When they returned from the roadside meeting, the friend poured glasses of wine for Ait Boulahcen in an attempt “to get her drunk so that she would call the police,” the friend said. But the plan didn’t work, and the others in the house were too frightened to act on their own.
“I was scared because I thought if the terrorist knew I’d come forward, they’d kill me,” she said.
But the next day, when Ait Boulahcen briefly left the house, the friend called an emergency number posted by the French authorities. Although she made the call about 2 p.m., it took more than three hours for her to hear back from France’s counterterrorism squad, the SDAT.
The friend spent much of that Monday evening at the unit’s headquarters providing a detailed account of the encounter with Abaaoud, a conversation detailed in a transcript obtained by The Post. When she returned home, she told Ait Boulahcen that she had been out to dinner and a movie.
For the next 24 hours, the pursuit of Europe’s most wanted terrorism suspect seemed to enter an eerily suspended state. No arrest or high-profile raid followed the friend’s visit to police.
But French security services were quietly mobilizing. The documents indicate that they were already monitoring Ait Boulahcen’s phone and caught her “actively seeking accommodation” for Abaaoud and his accomplice. Vehicles with eavesdropping equipment passed through Saint-Denis, where Ait Boulahcen found a landlord willing to rent an apartment on short notice for 150 euros.
Abaaoud was still at large Tuesday night as Ait Boulahcen left her surrogate family for the final time. She bought the shoes and suits her cousin wanted and indicated that she also needed to deliver 750 euros in cash.
As she departed, “it seemed like she was saying goodbye,” the friend said in the interview. “She told me that she loved me, that I’d been a great mother to her, that I would go to heaven.”
But the friend asked whether she could retrieve Ait Boulahcen later that night, and in a measure of the trust that remained between them, Ait Boulahcen gave an address in Saint-Denis — coordinates the friend then relayed to the police.

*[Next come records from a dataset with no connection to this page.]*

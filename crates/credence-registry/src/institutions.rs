use serde::{Deserialize, Serialize};
use std::collections::BTreeMap;
use std::sync::{Arc, PoisonError, RwLock, RwLockReadGuard, RwLockWriteGuard};

use credence_core::{
    Address, AdminAuthority, CallContext, EntityRef, Institution, InstitutionAdminGrant,
    InstitutionId, InstitutionOracle, TrustError,
};

/// Serializable copy of everything the institution registry owns.
#[derive(Debug, Clone, Default, PartialEq, Eq, Serialize, Deserialize)]
pub struct InstitutionSnapshot {
    pub institutions: Vec<Institution>,
    pub admins: Vec<InstitutionAdminGrant>,
}

#[derive(Default)]
struct InstitutionState {
    institutions: BTreeMap<InstitutionId, Institution>,
    admins: BTreeMap<(InstitutionId, Address), InstitutionAdminGrant>,
}

/// Registry of issuing institutions and their delegated admins.
///
/// Leaf component: it depends on nothing but the shared admin authority.
pub struct InstitutionRegistry {
    authority: Arc<AdminAuthority>,
    state: RwLock<InstitutionState>,
}

impl InstitutionRegistry {
    /// Create an empty registry gated by `authority`.
    pub fn new(authority: Arc<AdminAuthority>) -> Self {
        Self {
            authority,
            state: RwLock::new(InstitutionState::default()),
        }
    }

    /// Rebuild a registry from a snapshot.
    pub fn from_snapshot(authority: Arc<AdminAuthority>, snapshot: InstitutionSnapshot) -> Self {
        let institutions = snapshot
            .institutions
            .into_iter()
            .map(|inst| (inst.id, inst))
            .collect();
        let admins = snapshot
            .admins
            .into_iter()
            .map(|grant| ((grant.institution_id, grant.address.clone()), grant))
            .collect();
        Self {
            authority,
            state: RwLock::new(InstitutionState {
                institutions,
                admins,
            }),
        }
    }

    fn read(&self) -> RwLockReadGuard<'_, InstitutionState> {
        self.state.read().unwrap_or_else(PoisonError::into_inner)
    }

    fn write(&self) -> RwLockWriteGuard<'_, InstitutionState> {
        self.state.write().unwrap_or_else(PoisonError::into_inner)
    }

    /// Register a new, unverified institution. Admin only.
    pub fn register_institution(
        &self,
        ctx: &CallContext,
        id: InstitutionId,
        name: impl Into<String>,
        country: impl Into<String>,
        website: impl Into<String>,
    ) -> Result<(), TrustError> {
        let _admin = self.authority.authorize(&ctx.caller)?;

        let mut state = self.write();
        if state.institutions.contains_key(&id) {
            tracing::debug!(institution_id = id, "institution already registered");
            return Err(TrustError::AlreadyRegistered(id));
        }

        let institution = Institution {
            id,
            name: name.into(),
            country: country.into(),
            website: website.into(),
            verified: false,
            registration_date: ctx.height,
        };
        tracing::info!(
            institution_id = id,
            name = %institution.name,
            height = ctx.height,
            "institution registered"
        );
        state.institutions.insert(id, institution);
        Ok(())
    }

    /// Mark an institution as verified. Admin only; idempotent.
    pub fn verify_institution(&self, ctx: &CallContext, id: InstitutionId) -> Result<(), TrustError> {
        let _admin = self.authority.authorize(&ctx.caller)?;

        let mut state = self.write();
        let institution = state
            .institutions
            .get_mut(&id)
            .ok_or(TrustError::NotFound(EntityRef::Institution(id)))?;
        institution.verified = true;
        tracing::info!(institution_id = id, "institution verified");
        Ok(())
    }

    /// Grant (or re-activate) admin rights for `address` on an institution.
    pub fn add_institution_admin(
        &self,
        ctx: &CallContext,
        id: InstitutionId,
        address: Address,
    ) -> Result<(), TrustError> {
        let _admin = self.authority.authorize(&ctx.caller)?;

        let mut state = self.write();
        if !state.institutions.contains_key(&id) {
            return Err(TrustError::NotFound(EntityRef::Institution(id)));
        }
        tracing::info!(institution_id = id, address = %address, "institution admin granted");
        state.admins.insert(
            (id, address.clone()),
            InstitutionAdminGrant {
                institution_id: id,
                address,
                active: true,
            },
        );
        Ok(())
    }

    /// Deactivate an existing grant. The record is kept with `active = false`.
    pub fn remove_institution_admin(
        &self,
        ctx: &CallContext,
        id: InstitutionId,
        address: &Address,
    ) -> Result<(), TrustError> {
        let _admin = self.authority.authorize(&ctx.caller)?;

        let mut state = self.write();
        if !state.institutions.contains_key(&id) {
            return Err(TrustError::NotFound(EntityRef::Institution(id)));
        }
        let grant = state
            .admins
            .get_mut(&(id, address.clone()))
            .ok_or_else(|| TrustError::NotFound(EntityRef::AdminGrant(id, address.clone())))?;
        grant.active = false;
        tracing::info!(institution_id = id, address = %address, "institution admin deactivated");
        Ok(())
    }

    /// Whether `address` holds an active admin grant for the institution.
    pub fn is_institution_admin(&self, id: InstitutionId, address: &Address) -> bool {
        self.read()
            .admins
            .get(&(id, address.clone()))
            .is_some_and(|grant| grant.active)
    }

    /// Whether the institution exists and has been verified.
    pub fn is_institution_verified(&self, id: InstitutionId) -> bool {
        self.read()
            .institutions
            .get(&id)
            .is_some_and(|inst| inst.verified)
    }

    /// Copy of an institution record, if registered.
    pub fn get_institution(&self, id: InstitutionId) -> Option<Institution> {
        self.read().institutions.get(&id).cloned()
    }

    /// Grant record for `address`, active or not.
    pub fn get_institution_admin(
        &self,
        id: InstitutionId,
        address: &Address,
    ) -> Option<InstitutionAdminGrant> {
        self.read().admins.get(&(id, address.clone())).cloned()
    }

    /// All institutions, ordered by id.
    pub fn institutions(&self) -> Vec<Institution> {
        self.read().institutions.values().cloned().collect()
    }

    /// Number of registered institutions.
    pub fn institution_count(&self) -> usize {
        self.read().institutions.len()
    }

    /// Hand the process admin role to `new_admin`. Admin only.
    pub fn transfer_admin(&self, ctx: &CallContext, new_admin: Address) -> Result<(), TrustError> {
        self.authority.transfer(ctx, new_admin)
    }

    /// Copy out institutions and grants, both ordered by key.
    pub fn snapshot(&self) -> InstitutionSnapshot {
        let state = self.read();
        InstitutionSnapshot {
            institutions: state.institutions.values().cloned().collect(),
            admins: state.admins.values().cloned().collect(),
        }
    }
}

impl InstitutionOracle for InstitutionRegistry {
    fn is_institution_verified(&self, id: InstitutionId) -> bool {
        InstitutionRegistry::is_institution_verified(self, id)
    }

    fn is_institution_admin(&self, id: InstitutionId, address: &Address) -> bool {
        InstitutionRegistry::is_institution_admin(self, id, address)
    }
}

As Ait Boulahcen and the two fugitives arrived at the apartment about 10 p.m., they told the landlord they had been tossed out of their home by their mother, asked for water and the direction of Mecca, and said they just wanted “to sleep two or three days.”
Video of the Tuesday raid captured a female voice pleading, “I want to leave” and “Can I come out? Let me out!” before an explosion ripped through the apartment. French authorities initially said that Ait Boulahcen detonated a suicide bomb, but they later abandoned that claim.
Her body had been pierced by a bolt, according to a detailed description of the scene in the French files. But “that does not explain the death,” investigators wrote. Instead, authorities concluded that Ait Boulahcen’s death was “due to mechanical asphyxia chest compression,” meaning she was crushed after the explosion inside the collapsed apartment.
She left a small collection of belongings at her friend’s house, including clothes, handbags and photos. The friend said she and her husband have struggled with guilt and feel responsible for Ait Boulahcen’s death.
The woman was placed in protective custody after the Saint-Denis raid, but she said she worries about her safety. “I no longer feel safe when I walk around,” she said as she made her way toward her car after the interview. Abaaoud “said they had many operatives. . . . It could be anybody around here.”
Virgile Demoustier in Paris and Steven Rich and Julie Tate in Washington contributed to this report.